链接Scrapy后面的问题

Question

Trying to get my webcrawler to crawl links extracted from a webpage. 试图让我的webcrawler抓取从网页中提取的链接。 I'm using Scrapy. 我正在使用Scrapy。 I can successfully pull data with my crawler, but can't get it to crawl. 我可以使用我的抓取工具成功提取数据，但无法抓取它。 I believe the problem is in my rules section. 我相信问题出在我的规则部分。 New to Scrapy. Scrapy新手。 Thanks for you help in advance. 谢谢你的帮助提前。

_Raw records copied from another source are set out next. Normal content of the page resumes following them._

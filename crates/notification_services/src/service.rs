use crate::types::*;
use async_trait::async_trait;
use aws_config::BehaviorVersion;
use aws_sdk_ses::Client as SesClient;
use aws_sdk_sns::Client as SnsClient;
use campground::{BookingError, GuestNotifier, Reservation};

/// Notification service for sending emails and SMS messages.
#[derive(Debug, Clone)]
pub struct NotificationService {
    ses_client: SesClient,
    sns_client: SnsClient,
    settings: NotificationSettings,
}

impl NotificationService {
    /// Creates a new instance of the NotificationService with AWS clients initialized.
    pub async fn new(settings: NotificationSettings) -> Self {
        let config = aws_config::defaults(BehaviorVersion::latest()).load().await;

        Self {
            ses_client: SesClient::new(&config),
            sns_client: SnsClient::new(&config),
            settings,
        }
    }

    /// Sends a multipart (HTML and text) email through SES.
    pub async fn send_email(
        &self,
        to: &str,
        subject: &str,
        html_body: String,
        text_body: String,
    ) -> Result<(), NotificationError> {
        if !to.contains('@') {
            return Err(NotificationError::InvalidEmail);
        }

        let subject_content = aws_sdk_ses::types::Content::builder()
            .data(subject)
            .build()
            .map_err(|e| {
                log::error!("❌ Failed to build subject content: {}", e);
                NotificationError::SesError(format!("Failed to build subject: {}", e))
            })?;

        let html_content = aws_sdk_ses::types::Content::builder()
            .data(html_body)
            .build()
            .map_err(|e| {
                log::error!("❌ Failed to build HTML content: {}", e);
                NotificationError::SesError(format!("Failed to build HTML body: {}", e))
            })?;

        let text_content = aws_sdk_ses::types::Content::builder()
            .data(text_body)
            .build()
            .map_err(|e| {
                log::error!("❌ Failed to build text content: {}", e);
                NotificationError::SesError(format!("Failed to build text body: {}", e))
            })?;

        let body = aws_sdk_ses::types::Body::builder()
            .html(html_content)
            .text(text_content)
            .build();

        let message = aws_sdk_ses::types::Message::builder()
            .subject(subject_content)
            .body(body)
            .build();

        let destination = aws_sdk_ses::types::Destination::builder()
            .to_addresses(to)
            .build();

        let result = self
            .ses_client
            .send_email()
            .source(&self.settings.from_email)
            .destination(destination)
            .message(message)
            .send()
            .await;

        match result {
            Ok(output) => {
                log::info!("📧 Email sent (SES id {})", output.message_id());
                log::debug!("SES message {} went to {}", output.message_id(), to);
                Ok(())
            }
            Err(e) => {
                log::error!("❌ AWS SES error: {:#?}", e);
                let error_msg = if let Some(service_error) = e.as_service_error() {
                    format!("AWS SES service error: {:?}", service_error)
                } else {
                    format!("AWS SES error: {}", e)
                };
                Err(NotificationError::SesError(error_msg))
            }
        }
    }

    /// Sends an SMS through SNS.
    pub async fn send_sms(&self, phone: &str, message: &str) -> Result<(), NotificationError> {
        let formatted_phone = format_phone_e164(phone)?;

        self.sns_client
            .publish()
            .phone_number(&formatted_phone)
            .message(message)
            .send()
            .await
            .map_err(|e| NotificationError::SnsError(e.to_string()))?;

        log::info!("📱 SMS sent");
        log::debug!("SMS went to {}", formatted_phone);
        Ok(())
    }
}

#[async_trait]
impl GuestNotifier for NotificationService {
    /// Texts and emails the code. Succeeds when either channel delivers.
    async fn send_verification_code(
        &self,
        reservation: &Reservation,
        code: &str,
    ) -> Result<(), BookingError> {
        let sms = self
            .send_sms(&reservation.phone, &verification_sms(&self.settings, code))
            .await;

        let (subject, html, text) = verification_email(&self.settings, reservation, code);
        let email = self.send_email(&reservation.email, &subject, html, text).await;

        match (sms, email) {
            (Err(sms_error), Err(email_error)) => {
                log::error!(
                    "❌ Could not deliver a code for reservation {}: {} / {}",
                    reservation.id,
                    sms_error,
                    email_error
                );
                Err(email_error.into())
            }
            (sms, email) => {
                if let Err(e) = sms.as_ref().and(email.as_ref()) {
                    log::warn!(
                        "⚠️ Code for reservation {} delivered on one channel only: {}",
                        reservation.id,
                        e
                    );
                }
                Ok(())
            }
        }
    }

    async fn send_booking_confirmation(&self, reservation: &Reservation) -> Result<(), BookingError> {
        let (subject, html, text) = confirmation_email(&self.settings, reservation);
        self.send_email(&reservation.email, &subject, html, text)
            .await?;
        log::info!("✅ Confirmation sent for reservation {}", reservation.id);
        Ok(())
    }
}
mod common;

use std::sync::Arc;

use campground::*;
use common::*;
use rust_decimal::Decimal;
use uuid::Uuid;

struct Desk {
    desk: ReservationDesk,
    payments: Arc<ScriptedGateway>,
    notifier: Arc<RecordingNotifier>,
}

fn desk_with(store: Arc<dyn ReservationStore>) -> Desk {
    let payments = Arc::new(ScriptedGateway::succeeding());
    let notifier = Arc::new(RecordingNotifier::default());
    let config = KioskConfig::default();
    let desk = ReservationDesk::new(
        inventory(),
        store,
        payments.clone(),
        notifier.clone(),
        Arc::new(VerificationCodes::from_config(&config)),
        config,
    );
    Desk {
        desk,
        payments,
        notifier,
    }
}

async fn seeded_store() -> (Arc<InMemoryReservationStore>, i64, i64) {
    let store = Arc::new(InMemoryReservationStore::new());
    let jane = store
        .insert_reservation(&booked("P1", day(1), 2, "Jane Doe"))
        .await
        .unwrap();
    let john = store
        .insert_reservation(&booked("P2", day(1), 2, "John Doe"))
        .await
        .unwrap();
    (store, jane, john)
}

#[tokio::test]
async fn test_no_match_is_terminal_not_found() {
    let (store, _, _) = seeded_store().await;
    let Desk { desk, notifier, .. } = desk_with(store);
    let mut session = desk.start_session(DeskFlow::CheckIn);

    desk.search(&mut session, "nobody@example.com").await.unwrap();
    assert_eq!(session.step, LookupStep::NotFound);

    assert!(desk.check_in(&mut session).await.is_err());
    assert!(desk.verify(&mut session, "123456").is_err());
    assert!(desk.select(&mut session, 1).await.is_err());
    assert!(desk.resend_code(&mut session).await.is_err());
    assert_eq!(notifier.code_count(), 0);
    assert!(session.reservation.is_none());
}

#[tokio::test]
async fn test_exact_id_match_skips_verification() {
    let (store, jane, _) = seeded_store().await;
    let Desk { desk, notifier, .. } = desk_with(store.clone());
    let mut session = desk.start_session(DeskFlow::CheckIn);

    desk.search(&mut session, &jane.to_string()).await.unwrap();
    assert_eq!(session.step, LookupStep::Action);
    assert_eq!(notifier.code_count(), 0);

    let receipt = desk.check_in(&mut session).await.unwrap();
    assert_eq!(receipt.reservation.status, ReservationStatus::CheckedIn);
    assert_eq!(receipt.site_number.as_deref(), Some("A1"));
    assert_eq!(receipt.rules.len(), 2);
    assert_eq!(session.step, LookupStep::Done);

    let stored = store.find_reservation(jane).await.unwrap().unwrap();
    assert_eq!(stored.status, ReservationStatus::CheckedIn);
}

#[tokio::test]
async fn test_single_match_needs_code() {
    let (store, jane, _) = seeded_store().await;
    let Desk { desk, notifier, .. } = desk_with(store);
    let mut session = desk.start_session(DeskFlow::CheckIn);

    desk.search(&mut session, "Jane").await.unwrap();
    assert_eq!(session.step, LookupStep::Verify);
    assert!(session.reservation.is_none());
    assert_eq!(session.pending_summary().unwrap().id, jane);
    assert!(desk.check_in(&mut session).await.is_err());

    let code = notifier.last_code().unwrap();
    let wrong = if code == "000000" { "111111" } else { "000000" };
    assert!(matches!(
        desk.verify(&mut session, wrong),
        Err(BookingError::InvalidArgument(_))
    ));
    assert_eq!(session.step, LookupStep::Verify);

    desk.verify(&mut session, &code).unwrap();
    assert_eq!(session.step, LookupStep::Action);
    assert_eq!(session.reservation.as_ref().unwrap().id, jane);
}

#[tokio::test]
async fn test_resend_replaces_code() {
    let (store, _, _) = seeded_store().await;
    let Desk { desk, notifier, .. } = desk_with(store);
    let mut session = desk.start_session(DeskFlow::Manage);

    desk.search(&mut session, "jane.doe@example.com").await.unwrap();
    let first = notifier.last_code().unwrap();
    desk.resend_code(&mut session).await.unwrap();
    let second = notifier.last_code().unwrap();
    assert_eq!(notifier.code_count(), 2);

    if first != second {
        assert!(desk.verify(&mut session, &first).is_err());
    }
    desk.verify(&mut session, &second).unwrap();
    assert_eq!(session.step, LookupStep::Action);
}

#[tokio::test]
async fn test_multiple_matches_need_selection_then_code() {
    let (store, _, john) = seeded_store().await;
    let Desk { desk, notifier, .. } = desk_with(store);
    let mut session = desk.start_session(DeskFlow::CheckIn);

    desk.search(&mut session, "doe").await.unwrap();
    assert_eq!(session.step, LookupStep::Select);
    assert_eq!(session.matches.len(), 2);
    assert_eq!(notifier.code_count(), 0);
    assert!(desk.verify(&mut session, "123456").is_err());
    assert!(matches!(
        desk.select(&mut session, 999).await,
        Err(BookingError::NotFound { .. })
    ));

    desk.select(&mut session, john).await.unwrap();
    assert_eq!(session.step, LookupStep::Verify);
    assert_eq!(notifier.code_count(), 1);

    let code = notifier.last_code().unwrap();
    desk.verify(&mut session, &code).unwrap();
    assert_eq!(session.reservation.as_ref().unwrap().id, john);
}

#[tokio::test]
async fn test_check_out_charges_extras_and_departs() {
    let (store, jane, _) = seeded_store().await;
    let Desk { desk, payments, .. } = desk_with(store.clone());
    let mut session = desk.start_session(DeskFlow::CheckOut);
    desk.search(&mut session, &jane.to_string()).await.unwrap();

    let receipt = desk
        .check_out(
            &mut session,
            &[
                ExtraSelection {
                    extra_service_id: 1,
                    quantity: 1,
                },
                ExtraSelection {
                    extra_service_id: 4,
                    quantity: 1,
                },
            ],
            Some("pm_card_visa"),
            true,
        )
        .await
        .unwrap();

    assert_eq!(receipt.amount_charged, Decimal::from(15));
    assert_eq!(receipt.payment_reference.as_deref(), Some("pi_test_1"));
    assert_eq!(receipt.reservation.status, ReservationStatus::CheckedOut);
    assert_eq!(payments.intent_calls()[0].amount_minor_units, 1500);
    assert_eq!(
        store.find_reservation(jane).await.unwrap().unwrap().status,
        ReservationStatus::CheckedOut
    );
}

#[tokio::test]
async fn test_check_out_without_extras_takes_no_payment() {
    let (store, jane, _) = seeded_store().await;
    let Desk { desk, payments, .. } = desk_with(store);
    let mut session = desk.start_session(DeskFlow::CheckOut);
    desk.search(&mut session, &jane.to_string()).await.unwrap();

    let receipt = desk.check_out(&mut session, &[], None, true).await.unwrap();
    assert!(receipt.payment_reference.is_none());
    assert!(payments.intent_calls().is_empty());
}

#[tokio::test]
async fn test_check_out_status_failure_after_capture_is_reconciliation() {
    let inner = InMemoryReservationStore::new();
    let jane = inner
        .insert_reservation(&booked("P1", day(1), 2, "Jane Doe"))
        .await
        .unwrap();
    let Desk { desk, .. } = desk_with(Arc::new(FlakyStore::failing_status_updates(inner)));
    let mut session = desk.start_session(DeskFlow::CheckOut);
    desk.search(&mut session, &jane.to_string()).await.unwrap();

    let error = desk
        .check_out(
            &mut session,
            &[ExtraSelection {
                extra_service_id: 4,
                quantity: 1,
            }],
            Some("pm_card_visa"),
            true,
        )
        .await
        .unwrap_err();

    assert!(matches!(error, BookingError::Reconciliation { .. }));
    assert_eq!(session.step, LookupStep::Halted);
    assert_eq!(
        session.halt.as_ref().unwrap().payment_reference.as_deref(),
        Some("pi_test_1")
    );
}

#[tokio::test]
async fn test_check_out_retry_after_lost_answer_charges_once() {
    let (store, jane, _) = seeded_store().await;
    let payments = Arc::new(ScriptedGateway::new(vec![Script::TimeoutAfterCapture]));
    let config = KioskConfig::default();
    let desk = ReservationDesk::new(
        inventory(),
        store.clone(),
        payments.clone(),
        Arc::new(RecordingNotifier::default()),
        Arc::new(VerificationCodes::from_config(&config)),
        config,
    );
    let mut session = desk.start_session(DeskFlow::CheckOut);
    desk.search(&mut session, &jane.to_string()).await.unwrap();
    let bag = [ExtraSelection {
        extra_service_id: 4,
        quantity: 1,
    }];

    let error = desk
        .check_out(&mut session, &bag, Some("pm_card_visa"), true)
        .await
        .unwrap_err();
    assert!(error.is_retryable());
    assert_eq!(session.step, LookupStep::Action);
    assert_eq!(
        store.find_reservation(jane).await.unwrap().unwrap().status,
        ReservationStatus::Booked
    );

    let receipt = desk
        .check_out(&mut session, &bag, Some("pm_card_visa"), true)
        .await
        .unwrap();
    assert_eq!(receipt.payment_reference.as_deref(), Some("pi_test_1"));
    assert_eq!(receipt.reservation.status, ReservationStatus::CheckedOut);
    assert_eq!(payments.capture_count(), 1);

    let calls = payments.intent_calls();
    assert_eq!(calls.len(), 2);
    assert_eq!(calls[0].idempotency_key, calls[1].idempotency_key);
}

#[tokio::test]
async fn test_manage_change_dates_revalidates() {
    let (store, jane, _) = seeded_store().await;
    store
        .insert_reservation(&booked("P1", day(5), 2, "Mary Major"))
        .await
        .unwrap();
    let Desk { desk, .. } = desk_with(store.clone());
    let mut session = desk.start_session(DeskFlow::Manage);
    desk.search(&mut session, &jane.to_string()).await.unwrap();

    // P1 is taken from day 5
    assert!(matches!(
        desk.change_dates(&mut session, day(3), 3).await,
        Err(BookingError::InvalidArgument(_))
    ));
    assert_eq!(session.step, LookupStep::Action);

    // Overlapping its own current stay is fine
    let moved = desk.change_dates(&mut session, day(2), 3).await.unwrap();
    assert_eq!(moved.start_date, day(2));
    assert_eq!(moved.end_date, day(5));
    assert_eq!(moved.total_price, Decimal::from(40));
    assert_eq!(session.step, LookupStep::Done);
}

#[tokio::test]
async fn test_manage_cancel_deletes() {
    let (store, jane, _) = seeded_store().await;
    let Desk { desk, .. } = desk_with(store.clone());
    let mut session = desk.start_session(DeskFlow::Manage);
    desk.search(&mut session, &jane.to_string()).await.unwrap();

    assert!(desk.check_in(&mut session).await.is_err());
    desk.cancel(&mut session).await.unwrap();
    assert!(store.find_reservation(jane).await.unwrap().is_none());
    assert_eq!(session.step, LookupStep::Done);
}

#[tokio::test]
async fn test_walk_up_payments() {
    let payments = Arc::new(ScriptedGateway::succeeding());
    let walk_up = WalkUpDesk::new(inventory(), payments.clone(), KioskConfig::default());

    let receipt = walk_up
        .pay_for_stay(
            &PastStayPayment {
                request_id: Uuid::new_v4(),
                site_type_id: "powered".to_string(),
                nights: 3,
                adult_count: 4,
                child_count: 1,
                extras: vec![],
            },
            "pm_card_visa",
        )
        .await
        .unwrap();
    assert_eq!(receipt.amount_charged, Decimal::from(90));
    assert_eq!(payments.intent_calls()[0].amount_minor_units, 9000);

    let too_many = PastStayPayment {
        request_id: Uuid::new_v4(),
        site_type_id: "powered".to_string(),
        nights: 1,
        adult_count: 6,
        child_count: 1,
        extras: vec![],
    };
    assert!(matches!(
        walk_up.pay_for_stay(&too_many, "pm_card_visa").await,
        Err(BookingError::InvalidArgument(_))
    ));

    let empty = ExtrasPurchase {
        request_id: Uuid::new_v4(),
        extras: vec![ExtraSelection {
            extra_service_id: 4,
            quantity: 0,
        }],
    };
    assert!(matches!(
        walk_up.purchase_extras(&empty, "pm_card_visa").await,
        Err(BookingError::InvalidArgument(_))
    ));

    let bags = ExtrasPurchase {
        request_id: Uuid::new_v4(),
        extras: vec![ExtraSelection {
            extra_service_id: 4,
            quantity: 2,
        }],
    };
    let receipt = walk_up.purchase_extras(&bags, "pm_card_visa").await.unwrap();
    assert_eq!(receipt.amount_charged, Decimal::from(20));
    assert!(receipt.quote.is_none());
    assert_eq!(payments.intent_calls().len(), 2);
}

I'm scraping this website: 我在抓这个网站：

http://ballotpedia.org/wiki/index.php/Category:2012_challenger

The links I'm trying to follow look like this in the source code: 我想要遵循的链接在源代码中如下所示：

/wiki/index.php/A._Ghani

or 要么

/wiki/index.php/A._Keith_Carreiro

Here is the code for my spider: 这是我的蜘蛛的代码：

from scrapy.spider import BaseSpider
from scrapy.selector import HtmlXPathSelector
from scrapy.contrib.linkextractors.sgml import SgmlLinkExtractor
from scrapy.contrib.spiders import CrawlSpider,Rule

from ballot1.items import Ballot1Item

class Ballot1Spider(CrawlSpider):
   name = "stewie"
   allowed_domains = ["ballotpedia.org"]
   start_urls = [
       "http://ballotpedia.org/wiki/index.php/Category:2012_challenger"
   ]
   rules =  (
       Rule (SgmlLinkExtractor(allow=r'w+'), follow=True),
       Rule(SgmlLinkExtractor(allow=r'\w{4}/\w+/\w+'), callback='parse')
   )

 def parse(self, response):
   hxs = HtmlXPathSelector(response)
   sites = hxs.select('*')
   items = []
   for site in sites:
       item = Ballot1Item()
       item['candidate'] = site.select('/html/head/title/text()').extract()
       item['position'] = site.select('//table[@class="infobox"]/tr/td/b/text()').extract()
       item['controversies'] = site.select('//h3/span[@id="Controversies"]/text()').extract()
       item['endorsements'] = site.select('//h3/span[@id="Endorsements"]/text()').extract()
       item['currentposition'] = site.select('//table[@class="infobox"]/tr/td[@style="text-align:center; background-color:red;color:white; font-size:100%; font-weight:bold;"]/text()').extract()
       items.append(item)
   return items

Answer 1

The links that you're after are only present in this element: 您所关注的链接仅出现在此元素中：

<div lang="en" dir="ltr" class="mw-content-ltr">

So you have to restrict the XPath to prevent extraneous links: 因此，您必须限制XPath以防止无关链接：

restrict_xpaths='//div[@id="mw-pages"]/div'

Finally, you only want to follow links that look like /wiki/index.php?title=Category:2012_challenger&pagefrom=Alison+McCoy#mw-pages , so your final rules should look like: 最后，您只想关注类似/wiki/index.php?title=Category:2012_challenger&pagefrom=Alison+McCoy#mw-pages链接，因此您的最终规则应如下所示：

rules = (
    Rule(
        SgmlLinkExtractor(
            allow=r'&pagefrom='
        ),
        follow=True
    ),
    Rule(
        SgmlLinkExtractor(
            restrict_xpaths='//div[@id="mw-pages"]/div',
            callback='parse'
        )
    )
)

Answer 2

You're using a CrawlSpider with a callback of parse , which the scrapy documentation expressly warns will prevent crawling . 您正在使用带有回调parse的CrawlSpider ， scrapy文档明确警告这将阻止爬行。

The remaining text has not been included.